Aber sie schadet bestimmt auch nicht! Und wenn es alles „gute“ Juroren sind, wird sich auch sehr zügig herausstellen, ob eine weitere Besprechung notwendig ist, oder ob gut begründete Meinung gegen gut begründete Meinung steht, zusätzliche Klärung also unnötig ist und das Mitteln der Punkte für die Objektivierung sorgt. Diese Besprechung kostet so also kaum Zeit, bleibt aber potenziell das wichtigste Korrektiv der zu fällenden Entscheidung. Wir sollten das mal ausprobieren.
Grüße,
DS
Vielleicht sollten wir mal zusammenstellen, was uns alles in letzter Zeit an der Turnierpraxis von OPD aufgefallen ist und das dann besprechen, in die Jurorenpräsentation aufnehmen, der Regelkommission schicken usw. Einen hab ich auch noch: Manchmal sind Fraktionsfreie RednerInnen aus dem gleichen Club wie ein Team im Raum und helfen ihm, indem sie z.B. versäumtes Rebuttal nachholen, gute Beispiele liefern o.ä. Das scheint diesem Team manchmal tatsächlich zu helfen. Finden wir das gut und wenn ja, warum, und wenn nein, wie können wir es abstellen?

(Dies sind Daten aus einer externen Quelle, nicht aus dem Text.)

use chrono::NaiveDateTime;
use serde::{Deserialize, Serialize};

use crate::types::errors::ValidationError;
use crate::types::point::Point;
use crate::types::{DataSourceId, RegionId, TripId};

pub const TIMESTAMP_FORMAT: &str = "%Y-%m-%d %H:%M:%S";

/// The number of columns of a trip file row: region, origin, destination, timestamp, data source
pub const TRIP_ROW_COLUMNS: usize = 5;

/// One unparsed row of a trip file. Points and the timestamp are kept as text and only parsed
/// when the trip is loaded, so a malformed value fails the batch at that point.
#[derive(Debug, Clone, PartialEq, Eq, Serialize, Deserialize)]
pub struct TripRow {
    pub region: String,
    pub origin: String,
    pub destination: String,
    pub timestamp: String,
    pub data_source: String,
}

impl TripRow {
    /// Turns raw records into rows. The first record is the header of the file and is skipped.
    pub fn from_records<I>(records: I) -> Result<Vec<TripRow>, ValidationError>
    where
        I: IntoIterator<Item = Vec<String>>,
    {
        records.into_iter()
            .enumerate()
            .skip(1)
            .map(|(index, record)| {
                let found = record.len();
                let [region, origin, destination, timestamp, data_source]: [String; TRIP_ROW_COLUMNS] =
                    record.try_into()
                        .map_err(|_| ValidationError::WrongColumnCount { row: index + 1, found })?;

                Ok(TripRow { region, origin, destination, timestamp, data_source })
            })
            .collect()
    }
}

pub fn parse_timestamp(text: &str) -> Result<NaiveDateTime, ValidationError> {
    NaiveDateTime::parse_from_str(text.trim(), TIMESTAMP_FORMAT)
        .map_err(|_| ValidationError::MalformedTimestamp(text.to_string()))
}

/// A trip that has not been persisted yet and therefore has no id
#[derive(Debug, Clone, PartialEq)]
pub struct NewTrip {
    pub origin: Point,
    pub destination: Point,
    pub timestamp: NaiveDateTime,
    pub region: RegionId,
    pub data_source: DataSourceId,
}

impl NewTrip {
    pub fn with_id(self, id: TripId) -> Trip {
        Trip {
            id,
            origin: self.origin,
            destination: self.destination,
            timestamp: self.timestamp,
            region: self.region,
            data_source: self.data_source,
        }
    }
}

#[derive(Debug, Clone, PartialEq, Serialize, Deserialize)]
pub struct Trip {
    pub id: TripId,
    pub origin: Point,
    pub destination: Point,
    pub timestamp: NaiveDateTime,
    pub region: RegionId,
    pub data_source: DataSourceId,
}

#[derive(Debug, Clone, PartialEq, Eq, Serialize, Deserialize)]
pub struct Region {
    pub id: RegionId,
    pub name: String,
}

#[derive(Debug, Clone, PartialEq, Eq, Serialize, Deserialize)]
pub struct DataSource {
    pub id: DataSourceId,
    pub name: String,
}

/// States that `trip` is similar to `similar_trip`. The relation is directed: the reverse pair is
/// a separate record. A trip is never similar to itself.
#[derive(Debug, Clone, Copy, Hash, Eq, PartialEq, Serialize)]
pub struct SimilarityPair {
    trip: TripId,
    similar_trip: TripId,
}

impl SimilarityPair {
    /// Returns `None` if both ids are the same
    pub fn new(trip: TripId, similar_trip: TripId) -> Option<Self> {
        (trip != similar_trip).then_some(Self { trip, similar_trip })
    }

    pub fn trip(&self) -> TripId {
        self.trip
    }

    pub fn similar_trip(&self) -> TripId {
        self.similar_trip
    }
}

#[cfg(test)]
mod tests {
    use super::*;
    use chrono::{NaiveDate, Timelike};

    fn record(fields: [&str; 5]) -> Vec<String> {
        fields.iter().map(|field| field.to_string()).collect()
    }

    #[test]
    fn test_from_records_skips_header() {
        let rows = TripRow::from_records(vec![
            record(["region", "origin_coord", "destination_coord", "datetime", "datasource"]),
            record(["NYC", "40.7,-74.0", "40.8,-74.1", "2023-01-01 09:05:00", "GPS"]),
        ]).unwrap();

        assert_eq!(rows, vec![TripRow {
            region: "NYC".into(),
            origin: "40.7,-74.0".into(),
            destination: "40.8,-74.1".into(),
            timestamp: "2023-01-01 09:05:00".into(),
            data_source: "GPS".into(),
        }]);
    }

    #[test]
    fn test_from_records_empty_and_header_only() {
        assert_eq!(TripRow::from_records(Vec::<Vec<String>>::new()), Ok(vec![]));
        assert_eq!(TripRow::from_records(vec![record(["a", "b", "c", "d", "e"])]), Ok(vec![]));
    }

    #[test]
    fn test_from_records_wrong_column_count() {
        let result = TripRow::from_records(vec![
            record(["region", "origin_coord", "destination_coord", "datetime", "datasource"]),
            record(["NYC", "40.7,-74.0", "40.8,-74.1", "2023-01-01 09:05:00", "GPS"]),
            vec!["NYC".to_string(), "40.7,-74.0".to_string()],
        ]);

        assert_eq!(result, Err(ValidationError::WrongColumnCount { row: 3, found: 2 }));
    }

    #[test]
    fn test_parse_timestamp() {
        let timestamp = parse_timestamp(" 2023-01-01 09:05:30 ").unwrap();
        assert_eq!(timestamp.date(), NaiveDate::from_ymd_opt(2023, 1, 1).unwrap());
        assert_eq!((timestamp.hour(), timestamp.minute(), timestamp.second()), (9, 5, 30));

        assert_eq!(
            parse_timestamp("2023-01-01T09:05:30"),
            Err(ValidationError::MalformedTimestamp("2023-01-01T09:05:30".into()))
        );
        assert!(parse_timestamp("2023-13-01 09:05:30").is_err());
        assert!(parse_timestamp("").is_err());
    }

    #[test]
    fn test_similarity_pair_rejects_self_pair() {
        assert!(SimilarityPair::new(TripId(1), TripId(1)).is_none());

        let pair = SimilarityPair::new(TripId(1), TripId(2)).unwrap();
        assert_eq!((pair.trip(), pair.similar_trip()), (TripId(1), TripId(2)));
    }
}
pub mod bucketing;
pub mod clustering;
pub mod containment;
pub mod haversine;
pub mod search;
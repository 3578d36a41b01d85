use std::collections::BTreeMap;
use std::fmt;
use std::fmt::Formatter;

use chrono::{NaiveDateTime, Timelike};
use common::types::trip::Trip;

/// The minute of the day a trip started in. Date and seconds are dropped, so trips from different
/// days end up in the same bucket.
#[derive(Debug, Clone, Copy, Hash, Eq, PartialEq, Ord, PartialOrd)]
pub struct BucketKey {
    pub hour: u32,
    pub minute: u32,
}

impl BucketKey {
    pub fn of(timestamp: &NaiveDateTime) -> Self {
        Self {
            hour: timestamp.hour(),
            minute: timestamp.minute(),
        }
    }
}

// Not zero-padded: 09:05 is "9:5"
impl fmt::Display for BucketKey {
    fn fmt(&self, f: &mut Formatter<'_>) -> fmt::Result {
        write!(f, "{}:{}", self.hour, self.minute)
    }
}

pub type Buckets = BTreeMap<BucketKey, Vec<Trip>>;

/// Groups trips by the minute of the day they started in. Within a bucket, trips keep the order in
/// which they were given.
pub fn bucket_by_minute<I>(trips: I) -> Buckets
where
    I: IntoIterator<Item = Trip>,
{
    trips.into_iter().fold(Buckets::new(), |mut buckets, trip| {
        buckets.entry(BucketKey::of(&trip.timestamp)).or_default().push(trip);
        buckets
    })
}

@Jan L.: “Denn wenn es genug Juroren im Finale sind und sie alle nur Menschen sind, dann mitteln sich die “Fehler” der einzelnen Juroren doch in der Regel gegenseitig raus.” Das ist nicht notwendigerweise und meiner Erfahrung nach sogar nur recht selten der Fall. Aufmerksamkeits-“Fehlleistungen” haben oft einen systematischen Grund. Nimm das Beispiel, das Andreas in Post No.12 anspricht: Es kann sein, dass ein clubeigener FFR die Wahrnehmung der Jury massiv beeinflusst. Eine sehr gute Jury sollte das erkennen, aber es ist schwer, das zu durchschauen. VIelleicht fallen fünf von sechs Jurors darauf herein, ein Juror aber bemerkt die Finesse. Das lässt sich nur mit Reden, nicht mit Mitteln klären. Wie im Film: Die 12 Geschworenen.
@ Jonathan: Ich habe Deinen Kommentar jetzt schon mehrfach gelesen, bin mir aber nicht sicher, ob ich Dich richtig verstehe. Daher einfach die Frage: Wenn Du sagst, das sei „nur recht selten“ der Fall, meinst Du damit, dass die große Mehrzahl der getroffenen Finalentscheidungen „falsch“ ist?
Grüße,
DS
@ Daniel: Sorry für die späte Antwort, ich habe Deinen Post erst jetzt gesehen. Nein, aber dass sich Fehler gerade rausmitteln, ist schon selten. Das Rausmitteln passiert in großen Stichproben. Aber die relativ kleine Stichprobe einer Jury mit sagen wir 9 Mitgliedern sorgt nicht dafür. Auch haben Fehljurierungen in meinen Augen oftmals einen systematischen Grund; etwa weil eine Seite einen Trick angewendet hat, den große Teile der Jury nicht durchschaut haben, Das ist ein Argument dafür, dass jeder Juror sich qualitativ, nicht nur quantitativ einbringen können sollte. Eine vom Juroren-Durchschnitt abweichende Beobachtung kann in der Lage sein, alle anderen Juroren zu überzeugen, nie aber kann sie in der Lage sein, sich im Mittel gegen die anderen Stimmen durchzusetzen.